If the offense had been a bit better, there wouldn’t have been so much pressure on the pitching staff to continue to carry the load. Centerfielder Andrew McCutchen used the 2012 season as his personal coming out party and served notice to National League fans that the best player in the league does patrol center, but doesn’t do so for the Dodgers. McCutchen was an all-star and competed in the home run derby, which is accomplishment enough for a guy who stands just 5’10” and weighs in at just 185 lbs. McCutchen was the front-runner for the NL MVP award before the dismal 7-21 month of September that plunged his club into the depths of yet another losing season. As it stood, Cutch set new career highs in most offensive categories and lead the league with 194 base hits. His .327/.400/.553 line included 31 homers and 96 RBI.
McCutchen was joined by Garrett Jones (27 HR, .832 OPS) and Pedro Alvarez (30 HR, 85 RBI), who each turned in strong offensive campaigns for the Pirates. Second baseman Neil Walker added 14 home runs and a .768 OPS, but missed much of the final month of the season due to injury. Unfortunately, there was very little production from the shortstop, left field, and first base positions.
Manager Clint Hurdle came under a lot of fire as the season drew to a close, but retains his job for at least one more year. GM Neil Huntington is under a good deal of pressure to add enough pieces to take the next step as a franchise. Pittsburgh had a payroll of just under $52 million in 2012 and, despite the early-season success, drew just barely 2 million fans to PNC Park; the second-lowest total in the NL. Simply based on the contract status of much the roster, payroll almost has to increase in 2013, but the Pirates have a history of tight purse strings. It’s unlikely to happen, though an infusion of $15-20 million could go a long way toward bridging the gap between where the Pirates are today and a spot in the post season.

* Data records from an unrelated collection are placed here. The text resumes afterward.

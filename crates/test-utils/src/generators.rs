//! Test data generators for creating synthetic N-dimensional datasets.
//!
//! These generators create predictable, verifiable arrays so that tests can
//! tell from a value alone where in the source dataset it was read from.

use ndarray::{ArrayD, Dimension, IxDyn};

/// Base used by [`encode_index`]; every index must be below it.
pub const INDEX_BASE: usize = 100;

/// Creates an array whose values are their row-major flat index.
///
/// # Example
///
/// ```
/// use test_utils::ramp;
///
/// let a = ramp(&[2, 3]);
/// assert_eq!(a[[0, 0]], 0.0);
/// assert_eq!(a[[1, 2]], 5.0);
/// ```
pub fn ramp(shape: &[usize]) -> ArrayD<f32> {
    let strides = row_major_strides(shape);
    ArrayD::from_shape_fn(IxDyn(shape), |idx| {
        idx.slice()
            .iter()
            .zip(&strides)
            .map(|(i, s)| i * s)
            .sum::<usize>() as f32
    })
}

/// Encodes an index tuple as `i0 * 100^(n-1) + ... + i_{n-1}`.
///
/// Exact in `f32` for up to three dimensions.
///
/// # Example
///
/// ```
/// use test_utils::encode_index;
///
/// assert_eq!(encode_index(&[1, 2, 3]), 10203.0);
/// ```
pub fn encode_index(index: &[usize]) -> f32 {
    index
        .iter()
        .fold(0usize, |acc, &i| acc * INDEX_BASE + i) as f32
}

/// Inverse of [`encode_index`] for an `ndim`-dimensional index.
pub fn decode_index(value: f32, ndim: usize) -> Vec<usize> {
    let mut flat = value.round() as usize;
    let mut index = vec![0; ndim];
    for slot in index.iter_mut().rev() {
        *slot = flat % INDEX_BASE;
        flat /= INDEX_BASE;
    }
    index
}

/// Creates an array whose values encode their own index (see
/// [`encode_index`]).
///
/// # Panics
///
/// Panics if any extent exceeds [`INDEX_BASE`].
pub fn index_encoded(shape: &[usize]) -> ArrayD<f32> {
    assert!(
        shape.iter().all(|&s| s <= INDEX_BASE),
        "index_encoded supports extents up to {}",
        INDEX_BASE
    );
    ArrayD::from_shape_fn(IxDyn(shape), |idx| encode_index(idx.slice()))
}

/// Creates an array filled with one value.
pub fn constant(shape: &[usize], value: f32) -> ArrayD<f32> {
    ArrayD::from_elem(IxDyn(shape), value)
}

fn row_major_strides(shape: &[usize]) -> Vec<usize> {
    let mut strides = vec![1; shape.len()];
    for d in (0..shape.len().saturating_sub(1)).rev() {
        strides[d] = strides[d + 1] * shape[d + 1];
    }
    strides
}
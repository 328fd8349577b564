//! Progress reporting.

use std::sync::Mutex;

use tracing::info;

/// Receives percent-complete updates as batches are written back.
pub trait ProgressReporter: Send + Sync {
    fn report_progress(&self, stage: &str, percent: f32);
}

/// Logs progress through `tracing`.
#[derive(Debug, Clone, Copy, Default)]
pub struct TracingProgress {
    rank: usize,
}

impl TracingProgress {
    pub fn new(rank: usize) -> Self {
        Self { rank }
    }
}

impl ProgressReporter for TracingProgress {
    fn report_progress(&self, stage: &str, percent: f32) {
        info!(rank = self.rank, stage = stage, percent = percent, "Stage progress");
    }
}

/// Keeps every update, for inspection in tests and by embedding callers.
#[derive(Debug, Default)]
pub struct RecordingProgress {
    updates: Mutex<Vec<(String, f32)>>,
}

impl RecordingProgress {
    pub fn new() -> Self {
        Self::default()
    }

    pub fn updates(&self) -> Vec<(String, f32)> {
        self.updates.lock().map(|u| u.clone()).unwrap_or_default()
    }
}

impl ProgressReporter for RecordingProgress {
    fn report_progress(&self, stage: &str, percent: f32) {
        if let Ok(mut updates) = self.updates.lock() {
            updates.push((stage.to_string(), percent));
        }
    }
}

The Pirates received cash in the deal that brought in Burnett and in a deal that added Wandy Rodriguez from the Astros, but the pair of starters will still eat up almost twenty percent of Pittsburgh’s projected payroll next season unless one or both are dealt away this Winter. The Pirates will see significant raises through arbitration given to the bulk of their key pieces. Jones, Walker, McDonald, Joel Hanrahan, and Travis Snider lead a pack of players who will see a jump in salary next season. McCutchen, who signed a long-term deal, is in line to earn $4 million more in 2013 than he did in 2012.
The biggest areas of need for the Pirates are not easily filled. Shortstop Clint Barmes turned in a horrendous season at the plate, but is owed $5.5 million for next season. That might be small change for many clubs, but the Pirates are unlikely to eat such a contract. Instead, Barmes will get every opportunity to earn his paycheck next year. It’s just unlikely to end well for the Pirates, at least from an offensive standpoint. Set-up man Jason Grilli is a free agent and will cost much more after a season where he fanned nearly 14 batters per nine innings. The Buccos will also look to add an arm or two if they can find a bargain.
20013 will be a critical season for the Pirates, who have been trending upward as a franchise for the past couple of years. McCutchen is the real deal and will only get better. Continued improvement from Alvarez could transform the third baseman into a legitimate middle-of-the-order hitter. Snider and Jose Tabata are both talented hitters and both still years away from their prime. The pressure will be squarely on the shoulders of Hurdle to try deliver Pittsburgh’s first winning season since Barry Bonds roamed the outfield at Three Rivers Stadium.